Exercise aim
Return every line in the entries below where the word "busy" shows up.

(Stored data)
______

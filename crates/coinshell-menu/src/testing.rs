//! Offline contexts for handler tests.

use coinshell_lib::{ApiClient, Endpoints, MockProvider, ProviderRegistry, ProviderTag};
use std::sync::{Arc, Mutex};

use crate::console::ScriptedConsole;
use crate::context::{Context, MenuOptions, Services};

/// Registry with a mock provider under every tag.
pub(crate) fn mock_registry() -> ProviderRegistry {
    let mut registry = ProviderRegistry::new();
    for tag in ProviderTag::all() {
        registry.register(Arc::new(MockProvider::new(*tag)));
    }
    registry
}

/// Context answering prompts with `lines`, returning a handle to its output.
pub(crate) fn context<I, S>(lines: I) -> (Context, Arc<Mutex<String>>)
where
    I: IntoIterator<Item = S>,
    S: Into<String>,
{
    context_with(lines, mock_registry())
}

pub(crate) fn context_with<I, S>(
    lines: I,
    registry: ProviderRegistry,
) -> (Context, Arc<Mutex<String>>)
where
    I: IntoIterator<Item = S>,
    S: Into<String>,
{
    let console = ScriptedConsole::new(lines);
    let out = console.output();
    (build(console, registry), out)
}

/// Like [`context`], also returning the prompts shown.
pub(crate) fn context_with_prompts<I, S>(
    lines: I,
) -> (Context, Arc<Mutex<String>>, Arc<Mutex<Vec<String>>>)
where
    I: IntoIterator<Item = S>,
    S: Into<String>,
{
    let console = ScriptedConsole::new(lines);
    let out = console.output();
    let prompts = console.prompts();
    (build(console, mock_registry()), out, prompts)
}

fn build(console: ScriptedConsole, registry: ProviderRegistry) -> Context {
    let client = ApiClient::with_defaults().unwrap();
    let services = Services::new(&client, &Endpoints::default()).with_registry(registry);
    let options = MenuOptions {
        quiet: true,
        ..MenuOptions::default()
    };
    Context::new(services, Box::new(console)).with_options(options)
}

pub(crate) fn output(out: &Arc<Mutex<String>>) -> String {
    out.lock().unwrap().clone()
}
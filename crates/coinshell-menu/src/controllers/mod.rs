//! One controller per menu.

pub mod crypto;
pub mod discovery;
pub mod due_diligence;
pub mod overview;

______

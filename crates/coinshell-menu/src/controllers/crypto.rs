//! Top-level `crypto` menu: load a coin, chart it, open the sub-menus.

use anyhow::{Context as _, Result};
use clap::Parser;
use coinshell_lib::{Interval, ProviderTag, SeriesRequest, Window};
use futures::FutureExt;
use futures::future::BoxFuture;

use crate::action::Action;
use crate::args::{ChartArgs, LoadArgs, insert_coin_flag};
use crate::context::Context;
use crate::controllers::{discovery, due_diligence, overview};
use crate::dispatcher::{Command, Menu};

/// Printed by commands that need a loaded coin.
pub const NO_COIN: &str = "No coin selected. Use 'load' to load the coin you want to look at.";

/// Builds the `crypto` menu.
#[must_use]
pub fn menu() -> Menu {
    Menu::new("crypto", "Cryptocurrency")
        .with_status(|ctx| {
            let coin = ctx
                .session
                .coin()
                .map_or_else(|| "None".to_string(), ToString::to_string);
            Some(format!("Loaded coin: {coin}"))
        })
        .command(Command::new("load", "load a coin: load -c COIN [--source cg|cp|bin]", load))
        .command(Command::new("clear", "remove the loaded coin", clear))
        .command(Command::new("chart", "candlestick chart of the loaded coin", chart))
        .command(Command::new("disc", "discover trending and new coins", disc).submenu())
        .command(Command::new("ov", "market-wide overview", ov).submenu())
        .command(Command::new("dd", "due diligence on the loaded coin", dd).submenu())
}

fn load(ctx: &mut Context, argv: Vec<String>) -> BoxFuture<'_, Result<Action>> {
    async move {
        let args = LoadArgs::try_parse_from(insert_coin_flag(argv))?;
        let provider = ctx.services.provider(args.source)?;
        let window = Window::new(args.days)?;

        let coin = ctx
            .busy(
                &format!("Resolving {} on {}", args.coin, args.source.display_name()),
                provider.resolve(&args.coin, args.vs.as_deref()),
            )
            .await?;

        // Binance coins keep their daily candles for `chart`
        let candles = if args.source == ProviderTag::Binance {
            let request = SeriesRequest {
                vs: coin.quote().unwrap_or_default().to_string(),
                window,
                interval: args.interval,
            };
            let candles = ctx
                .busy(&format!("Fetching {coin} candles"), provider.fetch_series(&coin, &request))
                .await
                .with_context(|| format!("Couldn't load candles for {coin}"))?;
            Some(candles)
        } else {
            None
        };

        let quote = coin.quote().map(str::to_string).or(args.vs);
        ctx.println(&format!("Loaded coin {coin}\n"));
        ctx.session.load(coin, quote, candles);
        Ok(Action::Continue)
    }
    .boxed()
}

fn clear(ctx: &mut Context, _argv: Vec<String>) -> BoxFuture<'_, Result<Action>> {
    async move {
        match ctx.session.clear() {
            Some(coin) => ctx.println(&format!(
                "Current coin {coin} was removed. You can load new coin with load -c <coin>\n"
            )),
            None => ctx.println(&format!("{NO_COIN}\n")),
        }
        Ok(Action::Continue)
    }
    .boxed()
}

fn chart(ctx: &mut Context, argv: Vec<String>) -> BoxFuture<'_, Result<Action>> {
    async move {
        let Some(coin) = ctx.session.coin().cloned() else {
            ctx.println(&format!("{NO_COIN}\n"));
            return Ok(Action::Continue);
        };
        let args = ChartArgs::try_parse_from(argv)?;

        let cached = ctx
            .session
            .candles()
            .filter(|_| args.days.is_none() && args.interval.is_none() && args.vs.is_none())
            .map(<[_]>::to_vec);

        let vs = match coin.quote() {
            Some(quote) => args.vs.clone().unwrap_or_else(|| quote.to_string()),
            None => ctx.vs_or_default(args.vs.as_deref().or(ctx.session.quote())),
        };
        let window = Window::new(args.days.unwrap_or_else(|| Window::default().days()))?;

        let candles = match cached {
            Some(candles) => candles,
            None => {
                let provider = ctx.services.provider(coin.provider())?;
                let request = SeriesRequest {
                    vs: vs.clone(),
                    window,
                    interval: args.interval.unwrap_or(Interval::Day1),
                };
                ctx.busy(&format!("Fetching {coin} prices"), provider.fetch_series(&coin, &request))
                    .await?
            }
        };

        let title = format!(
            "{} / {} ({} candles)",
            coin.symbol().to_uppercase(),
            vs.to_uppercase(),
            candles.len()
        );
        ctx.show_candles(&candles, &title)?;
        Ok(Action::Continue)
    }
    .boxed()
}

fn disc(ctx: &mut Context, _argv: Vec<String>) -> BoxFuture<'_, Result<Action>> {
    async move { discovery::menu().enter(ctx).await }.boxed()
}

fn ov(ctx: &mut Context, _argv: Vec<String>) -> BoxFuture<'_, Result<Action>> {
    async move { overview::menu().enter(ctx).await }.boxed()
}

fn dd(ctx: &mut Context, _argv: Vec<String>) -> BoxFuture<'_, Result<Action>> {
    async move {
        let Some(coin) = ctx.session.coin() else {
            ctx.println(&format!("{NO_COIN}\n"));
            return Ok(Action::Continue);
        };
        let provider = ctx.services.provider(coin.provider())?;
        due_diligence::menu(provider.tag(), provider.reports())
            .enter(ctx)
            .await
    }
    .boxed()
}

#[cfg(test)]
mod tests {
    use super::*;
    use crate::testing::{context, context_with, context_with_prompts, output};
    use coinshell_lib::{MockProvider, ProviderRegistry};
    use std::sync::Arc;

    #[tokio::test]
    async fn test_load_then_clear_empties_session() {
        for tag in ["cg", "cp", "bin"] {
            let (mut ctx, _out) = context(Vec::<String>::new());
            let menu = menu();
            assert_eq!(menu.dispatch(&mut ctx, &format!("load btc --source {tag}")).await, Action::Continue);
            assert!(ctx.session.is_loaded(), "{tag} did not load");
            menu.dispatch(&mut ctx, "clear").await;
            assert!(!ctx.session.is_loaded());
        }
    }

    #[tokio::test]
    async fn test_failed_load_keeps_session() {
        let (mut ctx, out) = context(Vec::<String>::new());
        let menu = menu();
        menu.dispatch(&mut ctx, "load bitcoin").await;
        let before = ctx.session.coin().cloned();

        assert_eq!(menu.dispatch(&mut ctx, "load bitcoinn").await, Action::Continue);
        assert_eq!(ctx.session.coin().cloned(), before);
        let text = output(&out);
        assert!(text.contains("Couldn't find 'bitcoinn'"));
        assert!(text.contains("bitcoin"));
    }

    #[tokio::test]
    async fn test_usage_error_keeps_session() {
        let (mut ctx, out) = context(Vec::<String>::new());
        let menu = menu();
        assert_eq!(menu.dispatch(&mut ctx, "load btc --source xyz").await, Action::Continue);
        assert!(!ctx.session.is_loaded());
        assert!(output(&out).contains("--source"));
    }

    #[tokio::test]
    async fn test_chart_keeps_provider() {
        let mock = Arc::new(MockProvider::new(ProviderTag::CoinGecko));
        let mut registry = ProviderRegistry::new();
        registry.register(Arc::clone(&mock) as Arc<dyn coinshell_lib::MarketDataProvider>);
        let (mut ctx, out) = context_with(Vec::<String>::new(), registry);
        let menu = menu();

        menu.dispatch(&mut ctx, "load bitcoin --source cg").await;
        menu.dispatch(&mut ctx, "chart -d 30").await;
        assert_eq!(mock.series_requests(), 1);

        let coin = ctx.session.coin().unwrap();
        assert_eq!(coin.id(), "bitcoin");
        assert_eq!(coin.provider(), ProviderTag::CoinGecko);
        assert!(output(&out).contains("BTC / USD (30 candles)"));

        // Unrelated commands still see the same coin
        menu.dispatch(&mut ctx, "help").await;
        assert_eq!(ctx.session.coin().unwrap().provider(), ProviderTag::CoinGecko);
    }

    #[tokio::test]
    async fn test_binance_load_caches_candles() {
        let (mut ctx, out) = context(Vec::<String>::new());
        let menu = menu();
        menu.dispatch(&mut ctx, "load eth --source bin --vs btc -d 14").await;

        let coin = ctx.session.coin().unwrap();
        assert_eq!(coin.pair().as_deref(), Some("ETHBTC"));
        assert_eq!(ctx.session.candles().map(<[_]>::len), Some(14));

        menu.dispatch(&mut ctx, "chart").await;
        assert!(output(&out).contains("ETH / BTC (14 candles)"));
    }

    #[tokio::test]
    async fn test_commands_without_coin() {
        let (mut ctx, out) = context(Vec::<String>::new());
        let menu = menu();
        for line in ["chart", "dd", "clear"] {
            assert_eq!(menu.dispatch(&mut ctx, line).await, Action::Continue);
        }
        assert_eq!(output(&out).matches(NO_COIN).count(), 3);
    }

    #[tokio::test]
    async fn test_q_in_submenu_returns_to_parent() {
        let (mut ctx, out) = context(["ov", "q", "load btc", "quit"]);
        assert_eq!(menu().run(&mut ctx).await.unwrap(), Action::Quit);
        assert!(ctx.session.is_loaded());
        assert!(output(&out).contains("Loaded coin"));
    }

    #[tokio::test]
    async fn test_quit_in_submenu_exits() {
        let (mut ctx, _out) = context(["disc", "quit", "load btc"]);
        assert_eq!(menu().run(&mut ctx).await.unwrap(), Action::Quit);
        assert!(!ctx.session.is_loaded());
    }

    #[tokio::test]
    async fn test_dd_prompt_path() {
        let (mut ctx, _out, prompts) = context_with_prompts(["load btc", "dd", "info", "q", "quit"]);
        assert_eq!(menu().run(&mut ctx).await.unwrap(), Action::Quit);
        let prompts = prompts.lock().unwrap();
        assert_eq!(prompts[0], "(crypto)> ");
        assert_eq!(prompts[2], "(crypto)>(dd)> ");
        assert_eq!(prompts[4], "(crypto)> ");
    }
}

______

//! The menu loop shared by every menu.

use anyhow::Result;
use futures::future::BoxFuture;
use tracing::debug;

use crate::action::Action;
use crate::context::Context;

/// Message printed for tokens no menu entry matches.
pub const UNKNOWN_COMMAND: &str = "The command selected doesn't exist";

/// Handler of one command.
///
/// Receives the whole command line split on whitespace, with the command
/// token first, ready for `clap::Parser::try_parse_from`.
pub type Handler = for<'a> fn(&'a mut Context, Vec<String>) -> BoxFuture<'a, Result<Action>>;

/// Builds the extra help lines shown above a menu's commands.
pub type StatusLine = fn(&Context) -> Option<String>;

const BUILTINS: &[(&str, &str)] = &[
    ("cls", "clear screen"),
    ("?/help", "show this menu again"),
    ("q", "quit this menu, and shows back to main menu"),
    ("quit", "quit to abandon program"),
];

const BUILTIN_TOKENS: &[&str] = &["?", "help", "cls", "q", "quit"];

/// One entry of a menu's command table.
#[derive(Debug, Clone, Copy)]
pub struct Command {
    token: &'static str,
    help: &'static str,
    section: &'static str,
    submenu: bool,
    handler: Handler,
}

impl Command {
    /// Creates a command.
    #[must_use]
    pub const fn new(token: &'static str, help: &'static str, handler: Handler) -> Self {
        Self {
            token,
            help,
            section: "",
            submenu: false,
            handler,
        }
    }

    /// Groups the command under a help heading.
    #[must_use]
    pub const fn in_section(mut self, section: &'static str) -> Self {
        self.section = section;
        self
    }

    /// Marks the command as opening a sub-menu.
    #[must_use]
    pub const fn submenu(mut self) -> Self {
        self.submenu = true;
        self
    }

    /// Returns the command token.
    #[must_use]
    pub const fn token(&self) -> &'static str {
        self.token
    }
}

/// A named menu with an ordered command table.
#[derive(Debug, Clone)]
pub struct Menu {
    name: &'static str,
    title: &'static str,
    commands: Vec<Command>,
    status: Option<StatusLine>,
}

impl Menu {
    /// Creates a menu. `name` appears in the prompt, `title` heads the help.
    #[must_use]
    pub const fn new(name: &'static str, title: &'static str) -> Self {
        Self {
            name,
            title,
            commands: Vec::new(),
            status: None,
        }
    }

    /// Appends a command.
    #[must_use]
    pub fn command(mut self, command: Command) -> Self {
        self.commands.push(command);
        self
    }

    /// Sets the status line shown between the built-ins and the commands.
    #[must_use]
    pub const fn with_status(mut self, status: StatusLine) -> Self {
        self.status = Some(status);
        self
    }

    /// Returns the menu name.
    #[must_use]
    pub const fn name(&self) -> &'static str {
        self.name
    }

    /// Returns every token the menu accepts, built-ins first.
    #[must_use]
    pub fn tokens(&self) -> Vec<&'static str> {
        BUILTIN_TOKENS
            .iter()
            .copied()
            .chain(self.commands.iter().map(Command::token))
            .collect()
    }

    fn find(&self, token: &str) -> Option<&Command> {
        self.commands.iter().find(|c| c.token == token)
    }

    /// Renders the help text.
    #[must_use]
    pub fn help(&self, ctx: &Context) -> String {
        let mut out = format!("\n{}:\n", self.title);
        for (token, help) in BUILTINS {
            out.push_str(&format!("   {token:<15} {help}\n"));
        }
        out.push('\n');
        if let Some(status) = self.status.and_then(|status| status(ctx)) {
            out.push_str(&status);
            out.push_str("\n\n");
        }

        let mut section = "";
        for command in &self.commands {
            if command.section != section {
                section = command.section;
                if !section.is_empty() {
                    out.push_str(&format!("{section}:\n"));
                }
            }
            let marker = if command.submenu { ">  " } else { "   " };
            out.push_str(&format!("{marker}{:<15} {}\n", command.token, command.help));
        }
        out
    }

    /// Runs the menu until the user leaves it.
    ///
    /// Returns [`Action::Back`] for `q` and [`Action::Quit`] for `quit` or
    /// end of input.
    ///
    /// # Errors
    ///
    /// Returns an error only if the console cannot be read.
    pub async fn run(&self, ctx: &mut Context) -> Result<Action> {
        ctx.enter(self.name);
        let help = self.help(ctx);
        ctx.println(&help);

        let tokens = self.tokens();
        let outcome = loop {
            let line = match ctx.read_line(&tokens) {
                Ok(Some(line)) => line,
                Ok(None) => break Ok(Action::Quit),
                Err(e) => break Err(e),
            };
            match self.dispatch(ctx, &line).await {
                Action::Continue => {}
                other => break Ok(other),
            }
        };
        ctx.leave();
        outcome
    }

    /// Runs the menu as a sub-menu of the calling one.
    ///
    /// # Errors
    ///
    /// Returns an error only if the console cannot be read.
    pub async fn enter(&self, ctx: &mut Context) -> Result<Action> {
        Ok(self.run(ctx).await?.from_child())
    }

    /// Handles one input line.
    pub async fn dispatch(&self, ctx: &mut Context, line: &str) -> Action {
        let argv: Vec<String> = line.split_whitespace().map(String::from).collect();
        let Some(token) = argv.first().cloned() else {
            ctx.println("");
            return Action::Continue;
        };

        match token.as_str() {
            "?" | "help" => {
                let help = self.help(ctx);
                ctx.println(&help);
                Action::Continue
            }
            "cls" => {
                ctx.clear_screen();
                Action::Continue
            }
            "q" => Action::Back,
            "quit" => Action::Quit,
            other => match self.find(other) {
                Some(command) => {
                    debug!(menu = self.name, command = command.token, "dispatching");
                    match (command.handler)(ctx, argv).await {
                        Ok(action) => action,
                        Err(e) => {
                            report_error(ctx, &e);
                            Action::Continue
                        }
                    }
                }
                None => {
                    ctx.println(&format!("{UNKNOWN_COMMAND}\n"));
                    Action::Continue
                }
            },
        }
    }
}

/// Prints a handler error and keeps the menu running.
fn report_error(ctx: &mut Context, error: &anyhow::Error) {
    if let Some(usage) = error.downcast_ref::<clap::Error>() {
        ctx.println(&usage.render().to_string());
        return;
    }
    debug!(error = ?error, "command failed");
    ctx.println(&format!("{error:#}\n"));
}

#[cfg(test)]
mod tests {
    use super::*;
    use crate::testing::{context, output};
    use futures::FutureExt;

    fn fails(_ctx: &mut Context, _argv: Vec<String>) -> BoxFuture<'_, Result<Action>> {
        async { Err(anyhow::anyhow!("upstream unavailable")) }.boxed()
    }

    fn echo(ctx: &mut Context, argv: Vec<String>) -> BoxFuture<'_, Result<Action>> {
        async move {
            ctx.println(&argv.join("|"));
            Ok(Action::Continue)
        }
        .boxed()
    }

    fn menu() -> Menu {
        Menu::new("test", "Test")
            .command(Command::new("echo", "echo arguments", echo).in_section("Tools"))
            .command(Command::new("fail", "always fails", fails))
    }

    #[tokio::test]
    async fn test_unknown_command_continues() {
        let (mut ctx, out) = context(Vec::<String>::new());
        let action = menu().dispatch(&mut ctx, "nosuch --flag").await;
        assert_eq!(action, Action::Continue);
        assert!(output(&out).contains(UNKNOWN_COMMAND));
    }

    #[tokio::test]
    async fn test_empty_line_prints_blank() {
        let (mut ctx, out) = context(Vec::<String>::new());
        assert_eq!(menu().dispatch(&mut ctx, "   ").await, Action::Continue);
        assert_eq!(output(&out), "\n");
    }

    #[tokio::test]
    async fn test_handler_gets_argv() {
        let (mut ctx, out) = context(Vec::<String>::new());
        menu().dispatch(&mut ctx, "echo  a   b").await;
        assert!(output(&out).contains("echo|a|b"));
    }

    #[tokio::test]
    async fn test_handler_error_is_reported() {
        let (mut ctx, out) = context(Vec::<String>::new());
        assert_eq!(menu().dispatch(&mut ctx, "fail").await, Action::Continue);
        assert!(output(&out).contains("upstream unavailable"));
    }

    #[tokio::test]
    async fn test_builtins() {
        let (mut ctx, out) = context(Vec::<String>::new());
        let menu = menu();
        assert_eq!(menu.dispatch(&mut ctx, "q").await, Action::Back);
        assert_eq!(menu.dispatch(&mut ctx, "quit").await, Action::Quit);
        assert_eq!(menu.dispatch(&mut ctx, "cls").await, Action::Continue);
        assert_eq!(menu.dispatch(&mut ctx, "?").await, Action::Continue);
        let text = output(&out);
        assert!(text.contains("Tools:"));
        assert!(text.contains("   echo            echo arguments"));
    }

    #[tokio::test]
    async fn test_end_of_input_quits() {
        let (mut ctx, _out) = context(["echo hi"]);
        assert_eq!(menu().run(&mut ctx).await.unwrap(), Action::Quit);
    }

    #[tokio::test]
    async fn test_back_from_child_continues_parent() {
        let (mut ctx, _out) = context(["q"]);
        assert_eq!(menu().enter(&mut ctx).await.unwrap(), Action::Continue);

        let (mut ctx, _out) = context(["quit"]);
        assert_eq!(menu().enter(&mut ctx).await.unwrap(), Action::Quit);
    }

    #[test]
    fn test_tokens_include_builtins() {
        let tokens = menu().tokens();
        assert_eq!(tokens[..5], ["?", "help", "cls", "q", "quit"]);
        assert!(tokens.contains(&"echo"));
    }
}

______

Output below
            .busy(
                .busy(&format!("Fetching {coin} candles"), provider.fetch_series(&coin, &request))
                ctx.busy(&format!("Fetching {coin} prices"), provider.fetch_series(&coin, &request))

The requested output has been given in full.